Thursday, September 02, 2010

Some preemie babies 'give up' to blunt repeated pain

 MONTREAL — Jabbing needles into the tiny heels of premature babies is proportionally like sticking a butcher knife into an adult foot.

Premature babies are repeatedly exposed to painful invasive procedures, yet only 36 per cent of premature babies in Canada get pain relief, according to Celeste Johnston, a McGill University nursing professor and expert in neonatal pain.

These babies "give up" to blunt the pain, Johnston said in an interview at the 13th World Congress on Pain that ends Thursday in Montreal.

"It's similar to depression or learned helplessness," Johnston said of the risk of long-term consequences. "About 20 to 25 per cent of preterm babies in our studies show no response when they have several painful procedures in a row."

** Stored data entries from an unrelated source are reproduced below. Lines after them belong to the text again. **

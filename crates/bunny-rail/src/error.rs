//! Error types for the ring-buffer session and the wire codec.

use thiserror::Error;

/// Errors raised while decoding records, encoding function tables or
/// driving the control plane.
#[derive(Debug, Error)]
pub enum RailError {
    /// A binary record did not have the exact expected length.
    #[error("Malformed {record} record: expected {expected} bytes, got {got}")]
    MalformedRecord {
        record: &'static str,
        expected: usize,
        got: usize,
    },

    /// Ternary encoder asked for more significant bits than a 64-bit key can hold.
    #[error("Invalid precision: {precision} (max {max})")]
    InvalidPrecision {
        precision: u32,
        max: u32,
    },

    /// Episode provider has no points to serve.
    #[error("Trajectory source is empty")]
    EmptySource,

    /// Peer closed the connection before a record started.
    #[error("Peer disconnected")]
    Disconnected,

    /// Peer closed the connection in the middle of a record.
    #[error("Short read: need {needed} bytes, got {got}")]
    ShortRead {
        needed: usize,
        got: usize,
    },

    /// Tried to remove a redirect that is not installed.
    #[error("No redirect installed for robot {robot_id} at point {from_id}")]
    StaleRedirect {
        robot_id: i32,
        from_id: u32,
    },

    /// A CSV field could not be parsed as a float.
    #[error("Bad float at line {line}, column {column}: {value:?}")]
    BadFloat {
        line: usize,
        column: usize,
        value: String,
    },

    /// A CSV row is too short to hold six positions and six speeds.
    #[error("Line {line} has {got} columns, need at least {needed}")]
    MissingColumns {
        line: usize,
        needed: usize,
        got: usize,
    },

    /// Op code outside the control protocol.
    #[error("Unknown command code: {0}")]
    UnknownCommand(i32),

    /// Function table selector outside `A`, `T`, `D`.
    #[error("Unknown function table selector: {0:#04x}")]
    UnknownSelector(u8),

    /// A single batch does not fit in the ring.
    #[error("Batch of {len} points exceeds ring capacity {capacity}")]
    BatchTooLarge {
        len: usize,
        capacity: u32,
    },

    /// Invalid configuration value.
    #[error("Configuration error: {0}")]
    Config(String),

    /// Socket or file I/O failure.
    #[error("I/O error: {0}")]
    Io(#[from] std::io::Error),
}

impl RailError {
    /// Whether the error means the peer is gone and the connection should be dropped.
    pub fn is_disconnect(&self) -> bool {
        matches!(self, RailError::Disconnected | RailError::ShortRead { .. })
    }
}

/// Result alias used across the crate.
pub type Result<T> = std::result::Result<T, RailError>;

#[cfg(test)]
mod tests {
    use super::*;

    #[test]
    fn test_malformed_message() {
        let err = RailError::MalformedRecord {
            record: "point",
            expected: 120,
            got: 112,
        };
        assert_eq!(
            err.to_string(),
            "Malformed point record: expected 120 bytes, got 112"
        );
    }

    #[test]
    fn test_disconnect_classification() {
        assert!(RailError::Disconnected.is_disconnect());
        assert!(RailError::ShortRead { needed: 4, got: 1 }.is_disconnect());
        assert!(!RailError::EmptySource.is_disconnect());
    }
}
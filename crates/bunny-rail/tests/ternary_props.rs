//! Property tests for the ternary rule generator.
//!
//! Tests cover:
//! - Every input matches exactly one rule
//! - The matching rule's class contains the input
//! - Rule counts stay within the table budget
//! - Function entries installed on the agent evaluate like the rule set

use bunny_rail::codec::{FunctionEntry, Selector};
use bunny_rail::ternary::{self, prefixes, TernaryRule};
use bunny_rail::{Command, TableStore};
use proptest::prelude::*;

fn sum_bounds(lo: i64, hi: i64) -> i64 {
    lo.wrapping_add(hi)
}

fn rules_for(precision: u32) -> Vec<TernaryRule> {
    ternary::encode(sum_bounds, precision).unwrap()
}

proptest! {
    #[test]
    fn every_input_matches_once(precision in 0u32..=6, input in any::<i64>()) {
        let rules = rules_for(precision);
        let hits = rules.iter().filter(|r| r.matches(input)).count();
        prop_assert_eq!(hits, 1);
    }

    #[test]
    fn small_inputs_match_once(precision in 0u32..=6, input in -4096i64..4096) {
        let rules = rules_for(precision);
        prop_assert_eq!(rules.iter().filter(|r| r.matches(input)).count(), 1);
    }

    #[test]
    fn matching_class_contains_input(precision in 0u32..=6, input in any::<i64>()) {
        let prefix = prefixes(precision)
            .unwrap()
            .find(|p| (input as u64) & p.mask() == p.bits)
            .unwrap();
        let (min, max) = prefix.range();
        prop_assert!(min <= input && input <= max);
        prop_assert_eq!(ternary::lookup(&rules_for(precision), input), Some(sum_bounds(min, max)));
    }

    #[test]
    fn scaled_output_tracks_input(c in -8.0f64..8.0, input in -1_000_000i64..1_000_000) {
        // With 6 significant bits a class spans less than 1/32 of its magnitude.
        let rules = ternary::encode(ternary::multiplicator(c), 6).unwrap();
        let out = ternary::lookup(&rules, input).unwrap() as f64;
        let exact = c * input as f64;
        prop_assert!((out - exact).abs() <= (exact.abs() / 16.0).max(c.abs() * 2.0) + 1.0);
    }
}

#[test]
fn rule_count_budget() {
    for precision in 1..=10 {
        let count = ternary::rule_count(precision).unwrap();
        assert!(count <= 2 * 62 * (1 << precision));
        assert_eq!(prefixes(precision).unwrap().count() as u64, count);
    }
}

#[test]
fn installed_tables_evaluate_like_rules() {
    let weights = ternary::FunctionWeights {
        actual: 1.0,
        target: -2.0,
        difference: 0.25,
    };
    let mut store = TableStore::new();
    for command in ternary::weighting_commands(&weights, 3).unwrap() {
        store.apply(&command).unwrap();
    }

    let target = ternary::encode(ternary::multiplicator(-2.0), 3).unwrap();
    for input in [-1_000_000i64, -17, -1, 0, 1, 2, 99, 123_456_789] {
        assert_eq!(
            store.evaluate(Selector::TargetSpeed, input),
            ternary::lookup(&target, input)
        );
    }

    // Reinstalling replaces the tables instead of stacking them.
    store.apply(&Command::ClearFunctions).unwrap();
    assert!(store.function_rules(Selector::ActualSpeed).is_empty());
    let entry = FunctionEntry::from_rule(Selector::ActualSpeed, &target[0]);
    store.apply(&Command::AddFunctionEntry(entry)).unwrap();
    assert_eq!(store.function_rules(Selector::ActualSpeed), &target[..1]);
}
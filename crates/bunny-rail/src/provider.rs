//! Paced extraction of trajectory batches from a looping source.
//!
//! The provider walks a fixed source trajectory by following `next_id`
//! links and hands out batches covering a requested amount of robot time.
//! Every served point is remembered so the caller can later ask which ids
//! are old enough to be deleted from the controller again.

use std::collections::VecDeque;
use std::path::Path;

use crate::error::{RailError, Result};
use crate::trajectory::{self, Linkage, ParseOptions, TrajectoryPoint};

/// Serves batches of points and tracks what it has served.
#[derive(Debug, Clone)]
pub struct EpisodeProvider {
    source: Vec<TrajectoryPoint>,
    cursor: usize,
    /// `(id, duration_ms)` of served points, oldest first.
    history: VecDeque<(u32, u64)>,
}

impl EpisodeProvider {
    pub fn new(source: Vec<TrajectoryPoint>) -> Self {
        Self {
            source,
            cursor: 0,
            history: VecDeque::new(),
        }
    }

    /// Load a CSV trajectory whose last point links back to the first.
    pub fn from_file(path: impl AsRef<Path>, last_duration_ms: u64) -> Result<Self> {
        let options = ParseOptions {
            linkage: Linkage::Looping,
            last_duration_ms,
        };
        Ok(Self::new(trajectory::load_file(path, options)?))
    }

    pub fn source_len(&self) -> usize {
        self.source.len()
    }

    /// Index of the next point to serve.
    pub fn cursor(&self) -> usize {
        self.cursor
    }

    /// Served points not yet released, oldest first.
    pub fn history(&self) -> impl Iterator<Item = &(u32, u64)> {
        self.history.iter()
    }

    /// Total duration of the served, unreleased points.
    pub fn buffered_ms(&self) -> u64 {
        self.history.iter().map(|&(_, d)| d).sum()
    }

    /// Serve points until at least `duration_ms` of robot time is covered.
    pub fn get_batch(&mut self, duration_ms: u64) -> Result<Vec<TrajectoryPoint>> {
        if self.source.is_empty() {
            return Err(RailError::EmptySource);
        }
        let len = self.source.len();

        let mut batch = Vec::new();
        let mut covered = 0u64;
        let mut idle = 0usize;
        while covered < duration_ms {
            let point = &self.source[self.cursor];
            covered = covered.saturating_add(point.duration_ms);
            self.history.push_back((point.id, point.duration_ms));
            self.cursor = point.next_id as usize % len;
            batch.push(point.clone());

            // A lap of zero-length points never makes progress.
            if point.duration_ms == 0 {
                idle += 1;
                if idle >= len {
                    break;
                }
            } else {
                idle = 0;
            }
        }
        Ok(batch)
    }

    /// Release served points older than the newest `duration_ms` of history.
    ///
    /// Walking back from the newest point, the point at which the summed
    /// duration reaches `duration_ms` and everything before it are removed
    /// and returned, oldest first. Returns nothing when the history is
    /// shorter than `duration_ms`.
    pub fn get_free(&mut self, duration_ms: u64) -> Vec<u32> {
        let mut acc = 0u64;
        let boundary = self.history.iter().rposition(|&(_, d)| {
            acc = acc.saturating_add(d);
            acc >= duration_ms
        });
        match boundary {
            Some(index) => self.history.drain(..=index).map(|(id, _)| id).collect(),
            None => Vec::new(),
        }
    }

    /// Like [`EpisodeProvider::get_free`], compressed into inclusive id runs.
    pub fn get_free_ranges(&mut self, duration_ms: u64) -> Vec<(u32, u32)> {
        compress_ranges(&self.get_free(duration_ms))
    }
}

/// Collapse ids into maximal runs of consecutive values, keeping their order.
pub fn compress_ranges(ids: &[u32]) -> Vec<(u32, u32)> {
    let mut ranges: Vec<(u32, u32)> = Vec::new();
    for &id in ids {
        match ranges.last_mut() {
            Some((_, last)) if last.checked_add(1) == Some(id) => *last = id,
            _ => ranges.push((id, id)),
        }
    }
    ranges
}
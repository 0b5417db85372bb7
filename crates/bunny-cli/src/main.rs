//! bunny-ctl entry point.

use clap::Parser;
use tracing_subscriber::{layer::SubscriberExt, util::SubscriberInitExt, EnvFilter};

use bunny_cli::Cli;

fn main() -> anyhow::Result<()> {
    tracing_subscriber::registry()
        .with(EnvFilter::try_from_default_env().unwrap_or_else(|_| EnvFilter::new("warn")))
        .with(tracing_subscriber::fmt::layer().with_target(false).with_writer(std::io::stderr))
        .init();

    let cli = Cli::parse();
    bunny_cli::ops::execute(cli)
}
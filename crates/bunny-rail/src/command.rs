//! Control-plane commands.
//!
//! Every message on the control connection starts with a little-endian
//! `i32` op code followed by a fixed payload for that code. Positive codes
//! are table operations; negative codes end the connection.

use std::io::Read;

use crate::codec::{
    self, FunctionEntry, PointRecord, FUNCTION_RECORD_LEN, POINT_RECORD_LEN,
};
use crate::error::{RailError, Result};

/// Op codes of the control protocol.
pub mod op {
    pub const ADD_POINT: i32 = 1;
    pub const DELETE_RANGE: i32 = 2;
    pub const CLEAR_ALL: i32 = 3;
    pub const DUMP: i32 = 5;
    pub const CLEAR_FUNCTIONS: i32 = 7;
    pub const ADD_FUNCTION_ENTRY: i32 = 8;
    pub const GET_ACTUAL_POSITION: i32 = 9;
    pub const SET_REDIRECT: i32 = 10;
    pub const UNSET_REDIRECT: i32 = 11;
    pub const SET_ACTUAL_POSITION: i32 = 12;
    pub const CLOSE: i32 = -1;
    pub const SHUTDOWN: i32 = -2;
}

/// A decoded control-plane message.
#[derive(Debug, Clone, PartialEq)]
pub enum Command {
    /// Install (or replace) one trajectory point.
    AddPoint(PointRecord),
    /// Remove points `first..=last`; absent points are skipped.
    DeleteRange { robot_id: i32, first: u32, last: u32 },
    /// Remove every point and redirect.
    ClearAll,
    /// Log the table contents on the agent side.
    Dump,
    /// Remove every function-table entry.
    ClearFunctions,
    /// Install one ternary function entry.
    AddFunctionEntry(FunctionEntry),
    /// Read the robot's execution cursor; answered with one `u32`.
    GetActualPosition { robot_id: i32 },
    /// Override the successor of `from_id`.
    SetRedirect { robot_id: i32, from_id: u32, to_id: u32 },
    /// Drop the override on `from_id`.
    UnsetRedirect { robot_id: i32, from_id: u32 },
    /// Overwrite the robot's execution cursor.
    SetActualPosition { robot_id: i32, point_id: u32 },
    /// End this connection.
    Close,
    /// End this connection and stop the agent.
    Shutdown,
}

impl Command {
    pub fn code(&self) -> i32 {
        match self {
            Command::AddPoint(_) => op::ADD_POINT,
            Command::DeleteRange { .. } => op::DELETE_RANGE,
            Command::ClearAll => op::CLEAR_ALL,
            Command::Dump => op::DUMP,
            Command::ClearFunctions => op::CLEAR_FUNCTIONS,
            Command::AddFunctionEntry(_) => op::ADD_FUNCTION_ENTRY,
            Command::GetActualPosition { .. } => op::GET_ACTUAL_POSITION,
            Command::SetRedirect { .. } => op::SET_REDIRECT,
            Command::UnsetRedirect { .. } => op::UNSET_REDIRECT,
            Command::SetActualPosition { .. } => op::SET_ACTUAL_POSITION,
            Command::Close => op::CLOSE,
            Command::Shutdown => op::SHUTDOWN,
        }
    }

    /// Whether the agent answers this command.
    pub fn expects_reply(&self) -> bool {
        matches!(self, Command::GetActualPosition { .. })
    }

    /// Whether this command ends the connection.
    pub fn is_terminal(&self) -> bool {
        self.code() < 0
    }

    /// Op code followed by the payload.
    pub fn encode(&self) -> Vec<u8> {
        let mut buf = Vec::with_capacity(4 + POINT_RECORD_LEN);
        buf.extend_from_slice(&self.code().to_le_bytes());
        match self {
            Command::AddPoint(record) => buf.extend_from_slice(&record.encode()),
            Command::DeleteRange { robot_id, first, last } => {
                buf.extend_from_slice(&robot_id.to_le_bytes());
                buf.extend_from_slice(&first.to_le_bytes());
                buf.extend_from_slice(&last.to_le_bytes());
            }
            Command::AddFunctionEntry(entry) => buf.extend_from_slice(&entry.encode()),
            Command::GetActualPosition { robot_id } => {
                buf.extend_from_slice(&robot_id.to_le_bytes());
            }
            Command::SetRedirect { robot_id, from_id, to_id } => {
                buf.extend_from_slice(&robot_id.to_le_bytes());
                buf.extend_from_slice(&from_id.to_le_bytes());
                buf.extend_from_slice(&to_id.to_le_bytes());
            }
            Command::UnsetRedirect { robot_id, from_id } => {
                buf.extend_from_slice(&robot_id.to_le_bytes());
                buf.extend_from_slice(&from_id.to_le_bytes());
            }
            Command::SetActualPosition { robot_id, point_id } => {
                buf.extend_from_slice(&robot_id.to_le_bytes());
                buf.extend_from_slice(&point_id.to_le_bytes());
            }
            Command::ClearAll
            | Command::Dump
            | Command::ClearFunctions
            | Command::Close
            | Command::Shutdown => {}
        }
        buf
    }

    /// Read one command from a blocking stream.
    pub fn read_from<R: Read>(reader: &mut R) -> Result<Self> {
        let code = codec::read_i32(reader)?;
        let command = match code {
            op::ADD_POINT => {
                Command::AddPoint(PointRecord::decode(&codec::read_record(reader, POINT_RECORD_LEN)?)?)
            }
            op::DELETE_RANGE => Command::DeleteRange {
                robot_id: codec::read_i32(reader)?,
                first: codec::read_u32(reader)?,
                last: codec::read_u32(reader)?,
            },
            op::CLEAR_ALL => Command::ClearAll,
            op::DUMP => Command::Dump,
            op::CLEAR_FUNCTIONS => Command::ClearFunctions,
            op::ADD_FUNCTION_ENTRY => Command::AddFunctionEntry(FunctionEntry::decode(
                &codec::read_record(reader, FUNCTION_RECORD_LEN)?,
            )?),
            op::GET_ACTUAL_POSITION => Command::GetActualPosition {
                robot_id: codec::read_i32(reader)?,
            },
            op::SET_REDIRECT => Command::SetRedirect {
                robot_id: codec::read_i32(reader)?,
                from_id: codec::read_u32(reader)?,
                to_id: codec::read_u32(reader)?,
            },
            op::UNSET_REDIRECT => Command::UnsetRedirect {
                robot_id: codec::read_i32(reader)?,
                from_id: codec::read_u32(reader)?,
            },
            op::SET_ACTUAL_POSITION => Command::SetActualPosition {
                robot_id: codec::read_i32(reader)?,
                point_id: codec::read_u32(reader)?,
            },
            op::CLOSE => Command::Close,
            op::SHUTDOWN => Command::Shutdown,
            other => return Err(RailError::UnknownCommand(other)),
        };
        Ok(command)
    }
}

#[cfg(test)]
mod tests {
    use super::*;
    use crate::codec::Selector;
    use crate::trajectory::TrajectoryPoint;

    fn decode(bytes: &[u8]) -> Result<Command> {
        let mut reader = bytes;
        Command::read_from(&mut reader)
    }

    #[test]
    fn test_delete_range_bytes() {
        let cmd = Command::DeleteRange {
            robot_id: 2,
            first: 10,
            last: 39,
        };
        let bytes = cmd.encode();
        assert_eq!(bytes.len(), 16);
        assert_eq!(&bytes[0..4], &op::DELETE_RANGE.to_le_bytes());
        assert_eq!(&bytes[4..8], &2i32.to_le_bytes());
        assert_eq!(&bytes[12..16], &39u32.to_le_bytes());
        assert_eq!(decode(&bytes).unwrap(), cmd);
    }

    #[test]
    fn test_add_point_decodes() {
        let cmd = Command::AddPoint(PointRecord {
            robot_id: 0,
            point: TrajectoryPoint {
                id: 5,
                next_id: 5,
                duration_ms: 2000,
                positions: [1.5; 6],
                speeds: [-0.25; 6],
            },
        });
        let bytes = cmd.encode();
        assert_eq!(bytes.len(), 4 + POINT_RECORD_LEN);
        assert_eq!(decode(&bytes).unwrap(), cmd);
    }

    #[test]
    fn test_function_entry_decodes() {
        let cmd = Command::AddFunctionEntry(FunctionEntry {
            selector: Selector::ActualSpeed,
            match_value: 1,
            match_mask: 2,
            output: 3,
        });
        assert_eq!(decode(&cmd.encode()).unwrap(), cmd);
    }

    #[test]
    fn test_terminal_codes() {
        assert_eq!(Command::Close.encode(), (-1i32).to_le_bytes().to_vec());
        assert_eq!(decode(&(-2i32).to_le_bytes()).unwrap(), Command::Shutdown);
        assert!(Command::Shutdown.is_terminal());
        assert!(!Command::ClearAll.is_terminal());
    }

    #[test]
    fn test_unknown_code() {
        assert!(matches!(
            decode(&4i32.to_le_bytes()),
            Err(RailError::UnknownCommand(4))
        ));
    }

    #[test]
    fn test_truncated_payload_is_short_read() {
        let bytes = Command::SetRedirect {
            robot_id: 1,
            from_id: 2,
            to_id: 3,
        }
        .encode();
        assert!(matches!(decode(&bytes[..10]), Err(RailError::ShortRead { .. })));
        assert!(matches!(decode(&[]), Err(RailError::Disconnected)));
    }
}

Europeans prefer drawing blood from a vein but in North America, preemies get the heel lance.

There are clear Canadian Paediatric Society guidelines for pain relief during such procedures as chest tube insertion and heel lances, Johnston said. Babies should be swaddled, given a pacifier dipped in sucrose, or put in kangaroo care, which is skin-to-skin contact against the mother's chest.

"Why isn't it being done? Well, a lot of us have been studying this," she said. "Is it because they don't believe that the baby is having pain, or it's too much trouble . . . to get the sugar because they don't have enough time? We really don't know. But collaboration among staff predicted better analgesic care."

It was once wrongly believed that newborns do not feel pain. Babies can feel and express pain, Johnston said, noting that since the 1980s, a body of scientific literature emerged to document the many ways that babies communicate their suffering — apart from crying.

A baby in pain grimaces, its eyes squeeze shut, its mouth stretches open and the tongue curls; its oxygen consumption and stress hormones spike, and its tiny heart beats faster.

More recently, scientists found via imaging techniques, that pain activates cortical areas in the preterm newborn brain. The brain images correlated with facial grimaces, Johnston said.

These preemie babies who had many painful interventions during their medical care grow up to be less sensitive to pain as children.

"We thought it would make them more sensitive, so we were surprised," Johnston said. "Mothers of preterm babies have said to us, 'My kid can walk through a glass door and it wouldn't hurt him.' "

But there's a complication. Once they reacted to pain (for example a heat pad), school age children who were premature babies rated their pain higher than full-term children, Johnston said: "There's a difference between pain threshold and pain rating" which may have implications for chronic pain in adults.

Repeated exposure to pain in premature babies who have an extremely plastic and rapidly developing nervous system is critical, Johnston said. The most powerful tool is the kangaroo care. In one video Johnston presented, babies hardly noticed a heel lance when cradled in their mother's arms.